Masalahnya, mengukur konduktivitas listrik adonan kue tidak sesederhana mengukur air garam dalam gelas. Adonan kue adalah sistem yang sangat kompleks. Di dalamnya ada air, tepung, gula, lemak, udara, protein, dan pati. Begitu adonan mulai dipanaskan, semua komponen ini tidak tinggal diam. Suhu naik, distribusi panas tidak selalu merata, air berpindah, dan pati mulai mengalami gelatinisasi. Gelatinisasi adalah proses ketika granula pati menyerap air, mengembang, lalu mengubah tekstur campuran. Proses inilah yang sangat penting dalam pembentukan struktur kue, tetapi sekaligus membuat sifat listrik adonan ikut berubah.

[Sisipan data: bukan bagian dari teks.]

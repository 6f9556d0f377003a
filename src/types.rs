use futures_util::Stream;
use std::fmt;
use std::pin::Pin;

/// Cluster-unique node name, e.g. `service3`.
#[derive(Clone, Debug, PartialEq, Eq, Hash, PartialOrd, Ord)]
pub struct PeerId(pub String);

impl PeerId {
    pub fn new(id: impl Into<String>) -> Self {
        Self(id.into())
    }

    pub fn as_str(&self) -> &str {
        &self.0
    }
}

impl fmt::Display for PeerId {
    fn fmt(&self, f: &mut fmt::Formatter<'_>) -> fmt::Result {
        f.write_str(&self.0)
    }
}

/// `host:port` a peer is probed and dialed at. Recomputed for every probe.
#[derive(Clone, Debug, PartialEq, Eq)]
pub struct PeerAddress(pub String);

impl PeerAddress {
    pub fn new(host: &str, port: u16) -> Self {
        Self(format!("{}:{}", host, port))
    }

    pub fn as_str(&self) -> &str {
        &self.0
    }

    /// URI form used by the RPC client.
    pub fn to_uri(&self) -> String {
        format!("http://{}", self.0)
    }
}

impl fmt::Display for PeerAddress {
    fn fmt(&self, f: &mut fmt::Formatter<'_>) -> fmt::Result {
        f.write_str(&self.0)
    }
}

pub type GenericBoxedStream<T> = Pin<Box<dyn Stream<Item = T> + Send>>;
#[cfg(test)]
pub(crate) mod tests {
    use super::*;
    use crate::peers::PeerStatus;
    use crate::proto::Message;
    use tokio::sync::mpsc;
    use tonic::transport::Endpoint;

    /// A transport that never dials until used.
    pub(crate) fn lazy_transport() -> Transport {
        Endpoint::from_static("http://127.0.0.1:9").connect_lazy()
    }

    async fn reachable(table: &ConnectionTable, name: &str) -> (PeerId, Session) {
        let id = PeerId::new(name);
        table.mark_reachable(&id, PeerAddress::new(name, 5001)).await;
        let session = table.get(&id).await.unwrap().session;
        (id, session)
    }

    pub(crate) async fn activate(
        table: &ConnectionTable,
        name: &str,
    ) -> (PeerId, mpsc::Receiver<Message>) {
        let (tx, rx) = mpsc::channel(8);
        let (id, session) = reachable(table, name).await;
        table.attach_transport(&id, session, lazy_transport()).await.unwrap();
        table.attach_stream(&id, session, tx).await.unwrap();
        (id, rx)
    }

    #[tokio::test]
    async fn test_mark_reachable_only_inserts_once() {
        let table = ConnectionTable::new();
        let id = PeerId::new("service2");

        assert_eq!(
            table.mark_reachable(&id, PeerAddress::new("service2", 5001)).await,
            Reachability::Inserted
        );
        let view = table.get(&id).await.unwrap();
        assert_eq!(
            table.mark_reachable(&id, PeerAddress::new("service2", 5001)).await,
            Reachability::Idle
        );
        assert_eq!(table.len().await, 1);

        // same record, same session
        assert_eq!(table.get(&id).await.unwrap(), view);
        assert_eq!(view.status, PeerStatus::Reachable);
        assert_eq!(view.address.as_str(), "service2:5001");
    }

    #[tokio::test]
    async fn test_dial_claim_is_exclusive_and_released() {
        let table = ConnectionTable::new();
        let (id, session) = reachable(&table, "service2").await;

        assert_eq!(table.begin_dial(&id).await.map(|v| v.session), Some(session));
        assert!(table.begin_dial(&id).await.is_none());
        assert_eq!(
            table.mark_reachable(&id, PeerAddress::new("service2", 5001)).await,
            Reachability::Known
        );

        // a failed dial hands the record back
        table.end_dial(&id, session).await;
        assert_eq!(
            table.mark_reachable(&id, PeerAddress::new("service2", 5001)).await,
            Reachability::Idle
        );

        // a stale release does not free a newer claim
        assert!(table.begin_dial(&id).await.is_some());
        table.end_dial(&id, session + 100).await;
        assert!(table.begin_dial(&id).await.is_none());

        table.attach_transport(&id, session, lazy_transport()).await.unwrap();
        assert_eq!(
            table.mark_reachable(&id, PeerAddress::new("service2", 5001)).await,
            Reachability::Known
        );
        assert!(table.begin_dial(&id).await.is_none());
    }

    #[tokio::test]
    async fn test_state_progression() {
        let table = ConnectionTable::new();
        let (id, session) = reachable(&table, "service2").await;

        table.attach_transport(&id, session, lazy_transport()).await.unwrap();
        assert_eq!(table.get(&id).await.unwrap().status, PeerStatus::Connecting);
        assert!(table.active_snapshot().await.is_empty());

        let (tx, _rx) = mpsc::channel(1);
        assert_eq!(table.attach_stream(&id, session, tx).await, Ok(()));
        assert_eq!(table.get(&id).await.unwrap().status, PeerStatus::Active);

        let snapshot = table.active_snapshot().await;
        assert_eq!(snapshot.len(), 1);
        assert_eq!(snapshot[0].session, session);
    }

    #[tokio::test]
    async fn test_double_transport_is_refused() {
        let table = ConnectionTable::new();
        let (id, session) = reachable(&table, "service2").await;

        table.attach_transport(&id, session, lazy_transport()).await.unwrap();
        assert_eq!(
            table.attach_transport(&id, session, lazy_transport()).await,
            Err(AttachError::TransportPresent(id.clone()))
        );
        assert_eq!(table.get(&id).await.unwrap().status, PeerStatus::Connecting);
    }

    #[tokio::test]
    async fn test_stream_requires_transport() {
        let table = ConnectionTable::new();
        let id = PeerId::new("service2");
        let (tx, _rx) = mpsc::channel(1);

        assert_eq!(
            table.attach_stream(&id, 1, tx.clone()).await,
            Err(AttachError::Absent(id.clone()))
        );

        let (id, session) = reachable(&table, "service2").await;
        assert_eq!(
            table.attach_stream(&id, session, tx.clone()).await,
            Err(AttachError::NoTransport(id.clone()))
        );
        assert_eq!(table.get(&id).await.unwrap().status, PeerStatus::Reachable);

        table.attach_transport(&id, session, lazy_transport()).await.unwrap();
        table.attach_stream(&id, session, tx.clone()).await.unwrap();
        assert_eq!(
            table.attach_stream(&id, session, tx).await,
            Err(AttachError::StreamPresent(id.clone()))
        );
        assert_eq!(table.get(&id).await.unwrap().status, PeerStatus::Active);
    }

    #[tokio::test]
    async fn test_attach_refuses_other_session() {
        let table = ConnectionTable::new();
        let (id, old) = reachable(&table, "service2").await;
        table.remove(&id).await;
        let (_, new) = reachable(&table, "service2").await;
        assert_ne!(old, new);

        assert_eq!(
            table.attach_transport(&id, old, lazy_transport()).await,
            Err(AttachError::StaleSession(id.clone()))
        );
        assert_eq!(table.get(&id).await.unwrap().status, PeerStatus::Reachable);
        assert!(table.attach_transport(&id, new, lazy_transport()).await.is_ok());
    }

    #[tokio::test]
    async fn test_remove_hands_back_handles() {
        let table = ConnectionTable::new();
        let (id, mut rx) = activate(&table, "service2").await;

        let detached = table.remove(&id).await.unwrap();
        assert!(detached.transport.is_some());
        assert!(detached.stream.is_some());
        assert!(table.get(&id).await.is_none());
        assert!(table.remove(&id).await.is_none());

        assert_eq!(detached.close(), PeerStatus::Active);
        // request stream ended
        assert!(rx.recv().await.is_none());
    }

    #[tokio::test]
    async fn test_remove_session_ignores_stale_session() {
        let table = ConnectionTable::new();
        let (id, _rx) = activate(&table, "service2").await;
        let old = table.get(&id).await.unwrap().session;

        table.remove(&id).await;
        let (_, new) = reachable(&table, "service2").await;

        assert!(table.remove_session(&id, old).await.is_none());
        assert!(table.get(&id).await.is_some());
        assert!(table.remove_session(&id, new).await.is_some());
        assert!(table.get(&id).await.is_none());
    }

    #[tokio::test]
    async fn test_snapshot_is_ordered_and_detached_from_lock() {
        let table = ConnectionTable::new();
        let (_, _rx3) = activate(&table, "service3").await;
        let (_, _rx1) = activate(&table, "service1").await;
        reachable(&table, "service2").await;

        let snapshot = table.active_snapshot().await;
        let ids: Vec<&str> = snapshot.iter().map(|p| p.identity.as_str()).collect();
        assert_eq!(ids, vec!["service1", "service3"]);

        // holding the snapshot does not block writers
        table.drain().await;
        assert_eq!(table.len().await, 0);
        assert_eq!(snapshot.len(), 2);
    }

    #[tokio::test(flavor = "multi_thread", worker_threads = 4)]
    async fn test_stream_never_without_transport_under_contention() {
        let table = ConnectionTable::new();
        let ids: Vec<PeerId> = (1..=4).map(|i| PeerId(format!("service{}", i))).collect();

        let mut writers = Vec::new();
        for id in ids {
            let table = table.clone();
            writers.push(tokio::spawn(async move {
                for round in 0..200 {
                    table
                        .mark_reachable(&id, PeerAddress::new(id.as_str(), 5001))
                        .await;
                    let Some(view) = table.get(&id).await else {
                        continue;
                    };
                    let _ = table.attach_transport(&id, view.session, lazy_transport()).await;
                    let (tx, _rx) = mpsc::channel(1);
                    let _ = table.attach_stream(&id, view.session, tx).await;
                    if round % 3 == 0 {
                        if let Some(detached) = table.remove(&id).await {
                            assert!(detached.stream.is_none() || detached.transport.is_some());
                            detached.close();
                        }
                    }
                }
            }));
        }

        let observer = {
            let table = table.clone();
            tokio::spawn(async move {
                for _ in 0..500 {
                    let records = table.records.read().await;
                    for record in records.values() {
                        let (has_transport, has_stream) = match &record.state {
                            PeerState::Reachable => (false, false),
                            PeerState::Connecting { .. } => (true, false),
                            PeerState::Active { .. } => (true, true),
                        };
                        assert!(!has_stream || has_transport);
                    }
                    drop(records);
                    tokio::task::yield_now().await;
                }
            })
        };

        for writer in writers {
            writer.await.unwrap();
        }
        observer.await.unwrap();
    }
}
use crate::mesh::Mesh;
use tokio::task;
use tracing::info;

/// Run the discovery and send loops until the mesh shuts down.
pub async fn run_workers(mesh: Mesh) {
    info!("Worker runtime started");

    let discovery = task::spawn(mesh.clone().run_discovery_loop());
    let sender = task::spawn(mesh.clone().run_send_loop());

    let _ = futures_util::future::join_all(vec![discovery, sender]).await;

    info!("Worker runtime exited");
}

Di sinilah letak tantangan utama penelitian ini. Saat peneliti mengukur konduktivitas listrik dalam medan listrik yang cukup tinggi, seperti yang digunakan pada pemanasan ohmik, suhu di dalam sel pengukuran dapat meningkat secara tidak seragam. Artinya, satu bagian adonan bisa lebih panas daripada bagian lain. Jika suhu tidak merata, maka hubungan antara suhu dan konduktivitas listrik menjadi sulit dibaca secara akurat. Dengan kata lain, alat ukur tidak hanya membaca sifat bahan, tetapi juga ikut dipengaruhi oleh kenyataan bahwa bahan sedang berubah dan memanas secara tidak merata.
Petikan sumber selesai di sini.